I have found out the tyranny will not shift into any of the gears,,,,will grind hard trying to put into any gear. Need help to figure this problem out . Is the clutch or the shifter broken ? Will start looking for manual soon. I don't have any idea about problem and any help will be greatly appreciated.

Also need to mention that I am new member and this is my first post.....


----------



## FredM (Nov 18, 2015)

a good possibility could be the clutch plate could be stuck to the flywheel/pressure plate.

when you depress the clutch pedal, is there an even pressure on the pedal for the full extent of travel or does the pedal feel sloppy ?.

to check for a stuck clutch plate, place the tractor into 2nd or 3rd gear, push the clutch pedal all the way down and lock in place and with the help of a couple of mates, rock the tractor back and forwards hard, this may break the bond, if you have a large area to drive the tractor with safety, you could place the tractor in 2 gear and start up and drive around with the clutch pushed in, and at the same time accelerate and back off with the throttle.

I am assuming that the tractor would have been out in all kinds of weather for the 3 years you mentioned and moisture will do the trick.


----------



## willys55 (Oct 13, 2016)

Hopefully it is stuck and not worn out, it's amazing how materials will bond together when out in the weather......when I bought my Allis H3, the clutch was seized.....I had a big old oak at the end of the driveway, so I rolled the machine to it with the help of my moline jetstar...put it in 3rd gear and started it up, it jerked a couple of times and let loose....used the machine for 8 years after that with no issue.

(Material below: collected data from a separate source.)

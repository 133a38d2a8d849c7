// MBC3 - 7 位元 ROM bank、4 個 RAM bank，部分型號帶即時時鐘 (RTC)

use std::time::{SystemTime, UNIX_EPOCH};

use super::{BankController, bank_offset};
use crate::mmu::EnableState;

/// 一般速度下每秒的時間量子數
const QUANTA_PER_SECOND: u32 = 4_194_304;
const RTC_SAVE_LEN: usize = 5 * 4 + 8;

#[derive(Debug, Default, Clone, Copy, PartialEq, Eq)]
struct ClockTime {
    seconds: u8,
    minutes: u8,
    hours: u8,
    days: u16,
    halted: bool,
    carry: bool,
}

impl ClockTime {
    fn register(&self, select: u8) -> u8 {
        match select {
            0x08 => self.seconds,
            0x09 => self.minutes,
            0x0A => self.hours,
            0x0B => self.days as u8,
            _ => {
                ((self.days >> 8) as u8 & 0x01)
                    | if self.halted { 0x40 } else { 0 }
                    | if self.carry { 0x80 } else { 0 }
            }
        }
    }

    fn set_register(&mut self, select: u8, value: u8) {
        match select {
            0x08 => self.seconds = value & 0x3F,
            0x09 => self.minutes = value & 0x3F,
            0x0A => self.hours = value & 0x1F,
            0x0B => self.days = (self.days & 0x100) | value as u16,
            _ => {
                self.days = (self.days & 0xFF) | ((value as u16 & 0x01) << 8);
                self.halted = value & 0x40 != 0;
                self.carry = value & 0x80 != 0;
            }
        }
    }

    fn advance_second(&mut self) {
        self.seconds = (self.seconds + 1) & 0x3F;
        if self.seconds != 60 {
            return;
        }
        self.seconds = 0;
        self.minutes = (self.minutes + 1) & 0x3F;
        if self.minutes != 60 {
            return;
        }
        self.minutes = 0;
        self.hours = (self.hours + 1) & 0x1F;
        if self.hours != 24 {
            return;
        }
        self.hours = 0;
        self.days += 1;
        if self.days > 0x1FF {
            self.days = 0;
            self.carry = true;
        }
    }

    /// 讀檔時補上離線經過的秒數
    fn fast_forward(&mut self, elapsed: u64) {
        if self.halted || elapsed == 0 {
            return;
        }
        let seconds = self.seconds.min(59) as u64;
        let minutes = self.minutes.min(59) as u64;
        let hours = self.hours.min(23) as u64;
        let total = self.days as u64 * 86_400 + hours * 3_600 + minutes * 60 + seconds + elapsed;

        self.seconds = (total % 60) as u8;
        self.minutes = (total / 60 % 60) as u8;
        self.hours = (total / 3_600 % 24) as u8;
        let days = total / 86_400;
        if days > 0x1FF {
            self.carry = true;
        }
        self.days = (days & 0x1FF) as u16;
    }
}

#[derive(Debug)]
pub struct Mbc3 {
    rom: Vec<u8>,
    ram: Vec<u8>,
    ram_state: EnableState,
    rom_bank: u8,
    ram_select: u8, // 0x00-0x03 RAM bank，0x08-0x0C RTC 暫存器
    has_rtc: bool,
    live: ClockTime,
    latched: ClockTime,
    latch_armed: bool,
    subsecond: u32,
}

impl Mbc3 {
    pub fn new(rom: Vec<u8>, ram_bytes: usize, has_rtc: bool) -> Self {
        Mbc3 {
            rom,
            ram: vec![0xFF; ram_bytes],
            ram_state: EnableState::Disabled,
            rom_bank: 1,
            ram_select: 0,
            has_rtc,
            live: ClockTime::default(),
            latched: ClockTime::default(),
            latch_armed: false,
            subsecond: 0,
        }
    }

    fn rtc_selected(&self) -> bool {
        self.has_rtc && (0x08..=0x0C).contains(&self.ram_select)
    }

    fn ram_address(&self, offset: u16) -> Option<usize> {
        if self.ram_state == EnableState::Disabled || self.ram.is_empty() || self.ram_select > 0x03
        {
            return None;
        }
        Some(bank_offset(self.ram_select as usize, 0x2000, offset) % self.ram.len())
    }
}

impl BankController for Mbc3 {
    fn read_rom(&self, offset: u16) -> u8 {
        let bank = if offset < 0x4000 { 0 } else { self.rom_bank as usize };
        let address = bank_offset(bank, 0x4000, offset & 0x3FFF);
        self.rom[address % self.rom.len()]
    }

    fn write_control(&mut self, offset: u16, value: u8) {
        match offset {
            0x0000..=0x1FFF => {
                self.ram_state = if (value & 0x0F) == 0x0A {
                    EnableState::Enabled
                } else {
                    EnableState::Disabled
                };
            }
            0x2000..=0x3FFF => self.rom_bank = (value & 0x7F).max(1),
            0x4000..=0x5FFF => self.ram_select = value & 0x0F,
            _ => {
                // 寫入 0 再寫 1 才鎖存
                if self.latch_armed && value == 0x01 {
                    self.latched = self.live;
                }
                self.latch_armed = value == 0x00;
            }
        }
    }

    fn read_ram(&self, offset: u16) -> u8 {
        if self.rtc_selected() {
            if self.ram_state == EnableState::Disabled {
                return 0xFF;
            }
            return self.latched.register(self.ram_select);
        }
        self.ram_address(offset).map_or(0xFF, |address| self.ram[address])
    }

    fn write_ram(&mut self, offset: u16, value: u8) -> bool {
        if self.rtc_selected() {
            if self.ram_state == EnableState::Disabled {
                return false;
            }
            // 只改運行中的時鐘，鎖存值等下次鎖存才更新
            if self.ram_select == 0x08 {
                self.subsecond = 0;
            }
            self.live.set_register(self.ram_select, value);
            return true;
        }
        match self.ram_address(offset) {
            Some(address) => {
                self.ram[address] = value;
                true
            }
            None => false,
        }
    }

    fn ram(&self) -> &[u8] {
        &self.ram
    }

    fn ram_mut(&mut self) -> &mut [u8] {
        &mut self.ram
    }

    fn tick(&mut self, double_speed: bool) {
        if !self.has_rtc || self.live.halted {
            return;
        }
        let per_second = if double_speed {
            QUANTA_PER_SECOND * 2
        } else {
            QUANTA_PER_SECOND
        };
        self.subsecond += 1;
        if self.subsecond >= per_second {
            self.subsecond = 0;
            self.live.advance_second();
        }
    }

    fn save_extra(&self) -> Vec<u8> {
        if !self.has_rtc {
            return Vec::new();
        }
        let mut data = Vec::with_capacity(RTC_SAVE_LEN);
        for select in 0x08..=0x0C {
            data.extend_from_slice(&(self.live.register(select) as u32).to_le_bytes());
        }
        let now = SystemTime::now()
            .duration_since(UNIX_EPOCH)
            .map(|d| d.as_secs())
            .unwrap_or(0);
        data.extend_from_slice(&now.to_le_bytes());
        data
    }

    fn load_extra(&mut self, data: &[u8]) {
        if !self.has_rtc {
            return;
        }
        if data.len() < RTC_SAVE_LEN {
            log::warn!("存檔缺少 RTC 資料 ({} bytes)，時鐘從零開始", data.len());
            return;
        }
        for (index, select) in (0x08..=0x0C).enumerate() {
            let word = &data[index * 4..index * 4 + 4];
            let value = u32::from_le_bytes([word[0], word[1], word[2], word[3]]);
            self.live.set_register(select, value as u8);
        }
        let mut stamp = [0u8; 8];
        stamp.copy_from_slice(&data[20..28]);
        let saved_at = u64::from_le_bytes(stamp);
        let now = SystemTime::now()
            .duration_since(UNIX_EPOCH)
            .map(|d| d.as_secs())
            .unwrap_or(saved_at);
        self.live.fast_forward(now.saturating_sub(saved_at));
        self.latched = self.live;
        log::info!(
            "RTC 還原 {} 天 {:02}:{:02}:{:02}",
            self.live.days,
            self.live.hours,
            self.live.minutes,
            self.live.seconds
        );
    }
}

#[cfg(test)]
mod tests {
    use super::*;

    fn rtc_cart() -> Mbc3 {
        let mut mbc = Mbc3::new(vec![0; 0x8000], 0x2000, true);
        mbc.write_control(0x0000, 0x0A);
        mbc
    }

    fn latch(mbc: &mut Mbc3) {
        mbc.write_control(0x6000, 0x00);
        mbc.write_control(0x6000, 0x01);
    }

    #[test]
    fn latch_needs_zero_then_one() {
        let mut mbc = rtc_cart();
        mbc.write_control(0x4000, 0x08);
        mbc.write_ram(0, 42);
        // 寫入只影響運行中的時鐘
        assert_eq!(mbc.read_ram(0), 0);
        mbc.write_control(0x6000, 0x01);
        assert_eq!(mbc.read_ram(0), 0);
        latch(&mut mbc);
        assert_eq!(mbc.read_ram(0), 42);
    }

    #[test]
    fn seconds_roll_into_minutes() {
        let mut mbc = rtc_cart();
        mbc.write_control(0x4000, 0x08);
        mbc.write_ram(0, 59);
        for _ in 0..QUANTA_PER_SECOND {
            mbc.tick(false);
        }
        latch(&mut mbc);
        assert_eq!(mbc.read_ram(0), 0);
        mbc.write_control(0x4000, 0x09);
        assert_eq!(mbc.read_ram(0), 1);
    }

    #[test]
    fn halted_clock_does_not_advance() {
        let mut mbc = rtc_cart();
        mbc.write_control(0x4000, 0x0C);
        mbc.write_ram(0, 0x40);
        for _ in 0..QUANTA_PER_SECOND {
            mbc.tick(false);
        }
        latch(&mut mbc);
        mbc.write_control(0x4000, 0x08);
        assert_eq!(mbc.read_ram(0), 0);
    }

    #[test]
    fn day_counter_overflow_sets_carry() {
        let mut time = ClockTime {
            days: 0x1FF,
            hours: 23,
            minutes: 59,
            seconds: 59,
            ..ClockTime::default()
        };
        time.advance_second();
        assert_eq!(time.days, 0);
        assert!(time.carry);
    }

    #[test]
    fn save_footer_round_trips_and_fast_forwards() {
        let mut mbc = rtc_cart();
        mbc.write_control(0x4000, 0x0A);
        mbc.write_ram(0, 5);
        let mut extra = mbc.save_extra();
        assert_eq!(extra.len(), RTC_SAVE_LEN);
        // 假裝存檔是 90 秒前寫的
        let mut stamp = [0u8; 8];
        stamp.copy_from_slice(&extra[20..28]);
        let earlier = u64::from_le_bytes(stamp) - 90;
        extra[20..28].copy_from_slice(&earlier.to_le_bytes());

        let mut restored = Mbc3::new(vec![0; 0x8000], 0x2000, true);
        restored.load_extra(&extra);
        assert_eq!(restored.live.hours, 5);
        assert_eq!(restored.live.minutes, 1);
        assert!(restored.live.seconds >= 30);
    }
}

I will say, that to this day that oak tree hates me.


----------



## shar1950 (Jul 7, 2015)

thanks for quick reply to this issues. There is a rubber cover on the left side of housing, would I be able to use some thing in there to work it loose ? What about spraying any type of releasing oils ? I was thinking maybe let it shuck and then try the stuff you guys mentioned.

When I depress the pedal ...there is no recession at all, from top to bottom. I think it stayed outside for more than what was mentioned.


----------



## shar1950 (Jul 7, 2015)

Tried today , with help to rock tractor back and forth ...with clutch pedal fully pressed down.....tranny in 3 rd gear.....nothing still locked.

Next I chained to big tree in the yard, in 2sd gear,pedal press down. At end of the chain the tractor just hopped and jumped afew time,,,, allmost throw me off.......still locked.
I guess I will have to start splitting the tranny apart,,,, is there any other suggestions ?:


----------



## TraderMark (Nov 15, 2011)

Just throwing some thoughts out here .....

Since you say there is no resistance on the clutch pedal for the entire stroke of the pedal, have you checked to see if the linkage from the pedal is attached to the arm of the rod going through the bell housing?

Even if the clutch disc is stuck to the flywheel you should have some resistance in the pedal when the release bearing hits the pressure plate fingers.

If the linkage is hooked up and is moving the bell crank on the rod, then chances are the fingers on the pressure plate are damaged so that the release bearing isn't contacting them or the release bearing has come apart and nothing is there to contact the pressure plate fingers.

HTH
Mark


----------



## shar1950 (Jul 7, 2015)

I did look at the linage outside,from the pedal to the housing,,,,it's moving with no resisatance. I will have to find a good light and look a lot closer inside of the housing and see what is happening there.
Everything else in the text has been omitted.